ALİMİN KALBİ CAHİLİN DİLİ

Editör: Batı Türk Haber
20 Aralık 2020 - 13:50

Dil insanoğluna verilmiş en önemli ayrıcalıktır desek abartmış olmayız herhalde. Dünya lezzetlerini tadabilmek bir yana, kendimizi ifade edebilmemizin aracıdır dil. Tada, sevgiye, muhabbete giden yoldur bu duyu organımız. Ancak acı, ekşi ve tatlıya son derece hassas olan bu organın kullanımı da bir o kadar hassasiyet gerektirir. Acıyı ne kadar algılamakta maharetliyse, karşısındakine de en büyük acıyı, felaketi yaşatmakta o kadar ustadır. Üstelik bununla da kalmaz, belki biraz gecikmeli de olsa sahibine de en katmerli bir acı fatura yaşatır nihayetinde. İnsanoğlu eli, beli gibi bu organından da çok çekmiş olmalı ki dil ile ilgili söylenmiş çok söz duymak, görmek mümkündür. Bakınız internette bile o kadar çok söz varki dil ile ilgili burada yazmamız sayfalar alır. Ama bunlardan bazılarını paylaşmak isterim sizlerle
- Dizginsiz dil bela getirir.
- Kişi dilinin altında gizlidir.
- Aklı kıt olan dilini tutamaz.
- Kullandıkça keskinleşen tek alet dildir.
- Dilin düşünceden önce hareket etmesin.
- Başların belası dillerden gelir.
- Dil yarası ok yarasından daha şiddetlidir.
- Dil cismi küçük yırtıcı bir aslandır onu sağlam bağla.
- İnsanın kalbi sandık, dudakları kilit, dili anahtar olmalıdır.
- Dili ve sözü bir olmayan kimsenin yüz dili bile olsa o yine dilsiz sayılır.
- Dil vahşi hayvana benzer bir kere bırakırsan bir daha yakalayamazsın.
- Dil keskin bir kılıçtır nasıl keseceği bilinmez. Söz döndürmesi kolay olmayan ok gibidir.
- Cahilin kalbi ağzında, akıllının lisanı kalbindedir.

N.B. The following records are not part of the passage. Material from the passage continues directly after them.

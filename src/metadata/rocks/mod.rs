use std::path::{Path, PathBuf};
use std::sync::Arc;

use rocksdb::{
    BlockBasedOptions, Cache, DBIteratorWithThreadMode, DBWithThreadMode, Direction, IteratorMode,
    MultiThreaded, Options, WriteBatch, WriteOptions,
};

use crate::common::{Error, Result};

pub type Db = DBWithThreadMode<MultiThreaded>;

pub const LRU_CACHE_SIZE: usize = 256 * 1024 * 1024;
pub const WRITE_BUFFER_SIZE: usize = 128 * 1024 * 1024;

/// Durable ordered key/value store underneath the metadata state machine.
pub struct RocksDbStore {
    db: Arc<Db>,
    dir: PathBuf,
}

impl RocksDbStore {
    /// Open or create the RocksDB instance located at `path`.
    pub fn open<P: AsRef<Path>>(
        path: P,
        lru_cache_size: usize,
        write_buffer_size: usize,
    ) -> Result<Self> {
        let dir = path.as_ref().to_path_buf();
        std::fs::create_dir_all(&dir)
            .map_err(|e| Error::StoreIo(format!("create {}: {}", dir.display(), e)))?;

        let cache = Cache::new_lru_cache(lru_cache_size);
        let mut table_opts = BlockBasedOptions::default();
        table_opts.set_block_cache(&cache);

        let mut opts = Options::default();
        opts.create_if_missing(true);
        opts.set_write_buffer_size(write_buffer_size);
        opts.set_block_based_table_factory(&table_opts);

        let db = Db::open(&opts, &dir)
            .map_err(|e| Error::StoreIo(format!("open {}: {}", dir.display(), e)))?;
        tracing::info!("opened metadata store at {}", dir.display());
        Ok(Self {
            db: Arc::new(db),
            dir,
        })
    }

    pub fn dir(&self) -> &Path {
        &self.dir
    }

    pub fn get(&self, key: &[u8]) -> Result<Option<Vec<u8>>> {
        Ok(self.db.get(key)?)
    }

    /// All records whose key starts with `prefix`, in key order.
    pub fn scan_prefix(&self, prefix: &[u8]) -> Result<Vec<(Vec<u8>, Vec<u8>)>> {
        let mut out = Vec::new();
        let iter = self
            .db
            .iterator(IteratorMode::From(prefix, Direction::Forward));
        for kv in iter {
            let (raw_key, raw_val) = kv?;
            if !raw_key.starts_with(prefix) {
                break;
            }
            out.push((raw_key.to_vec(), raw_val.to_vec()));
        }
        Ok(out)
    }

    /// Point-in-time ordered iteration over every record.
    pub fn iter(&self) -> DBIteratorWithThreadMode<'_, Db> {
        self.db.iterator(IteratorMode::Start)
    }

    /// Atomically apply `batch`, synced to disk.
    pub fn write(&self, batch: WriteBatch) -> Result<()> {
        let mut wo = WriteOptions::default();
        wo.set_sync(true);
        self.db.write_opt(batch, &wo)?;
        Ok(())
    }

    pub fn flush(&self) -> Result<()> {
        Ok(self.db.flush()?)
    }
}

#[cfg(test)]
mod tests {
    use super::*;
    use tempfile::tempdir;

    #[test]
    fn test_batch_and_prefix_scan() {
        let dir = tempdir().unwrap();
        let store = RocksDbStore::open(dir.path(), 8 << 20, 4 << 20).unwrap();

        let mut wb = WriteBatch::default();
        wb.put(b"#user#bob", b"b");
        wb.put(b"#user#alice", b"a");
        wb.put(b"#node#x", b"n");
        store.write(wb).unwrap();

        let users = store.scan_prefix(b"#user#").unwrap();
        assert_eq!(
            users,
            vec![
                (b"#user#alice".to_vec(), b"a".to_vec()),
                (b"#user#bob".to_vec(), b"b".to_vec()),
            ]
        );
        assert_eq!(store.get(b"#node#x").unwrap(), Some(b"n".to_vec()));
        assert_eq!(store.get(b"#node#y").unwrap(), None);
        assert_eq!(store.iter().count(), 3);
    }

    #[test]
    fn test_reopen_keeps_data() {
        let dir = tempdir().unwrap();
        {
            let store = RocksDbStore::open(dir.path(), 8 << 20, 4 << 20).unwrap();
            let mut wb = WriteBatch::default();
            wb.put(b"k", b"v");
            store.write(wb).unwrap();
        }
        let store = RocksDbStore::open(dir.path(), 8 << 20, 4 << 20).unwrap();
        assert_eq!(store.get(b"k").unwrap(), Some(b"v".to_vec()));
    }
}
pub mod common;
pub mod metadata;
pub mod server;

// Generated gRPC code
pub mod master {
    tonic::include_proto!("pillar.master");
}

Evet dil insanoğlunun vazgeçilmezidir. Ancak doğru kullanılmadığında da başının belasıdır. O nedenle bir konuşmadan önce, bin düşünmek gerekir. Özellikle öğretmenlerin, akademisyenlerin ve topluma rol model olan kişilerin bu konuda çok daha hassas olması gerekir. Cahil birinin düşünmeden sarfedeceği bir söz belki birçok kişiyi şaşırtmayabilir. Ancak mesleği insan yetiştirmek, eğitim olan kişilerin sarfedeceği sözler hassasiyetle akıl süzgecinden geçirilmiş olmalıdır. Bırakınız sözleri, davranışları ile bir bütün olarak topluma örnek olmalıdır. Dolayısıyla çok yakın zamanda bir akademisyenin “üniversiteler fuhuş yeri” (bu sözü burada yazmak zorunda kaldığım için sizlerden özür diliyorum) şeklindeki görüşü tam anlamıyla bir hayal kırıklığı, tüm eğitim camiası için de utanç vericidir. Bu sözün akıl ve vicdan süzgecinden geçirilmediği açıktır. Bu söz incitici, üzücü, itham edicidir. Daha üzücü olan ise çocuklarımıza, topluma örnek olması gereken ve yine bir eğitim kurumunda görev alan bir kişinin ağzından çıkmış olmasıdır. Milyonlarca evladımızın eğitim aldığı kurumları bu tarz ahlaka, edebe uymayan kavramlarla bir araya getirmek eğitimcilere asla yakışmaz. Kaldı ki öğretmenler, akademisyenler bir toplumun aynası, rol modelleridir. Onların derdi kırmak, dökmek değil bilgi, sevgi, çare, rehber olmak, gönül yapmaktır. O nedenle arif olan için bu yazımı Hazreti Mevlana’nın şu sözleriyle tamamlamayı uygun gördüm;
- Dilini terbiye etmeden önce yüreğini terbiye et; Çünkü söz yürekten gelir dilden çıkar.
- Bir gönül yapmak gelmiyorsa elinden, bari bir gönül yıkılmasın dilinden.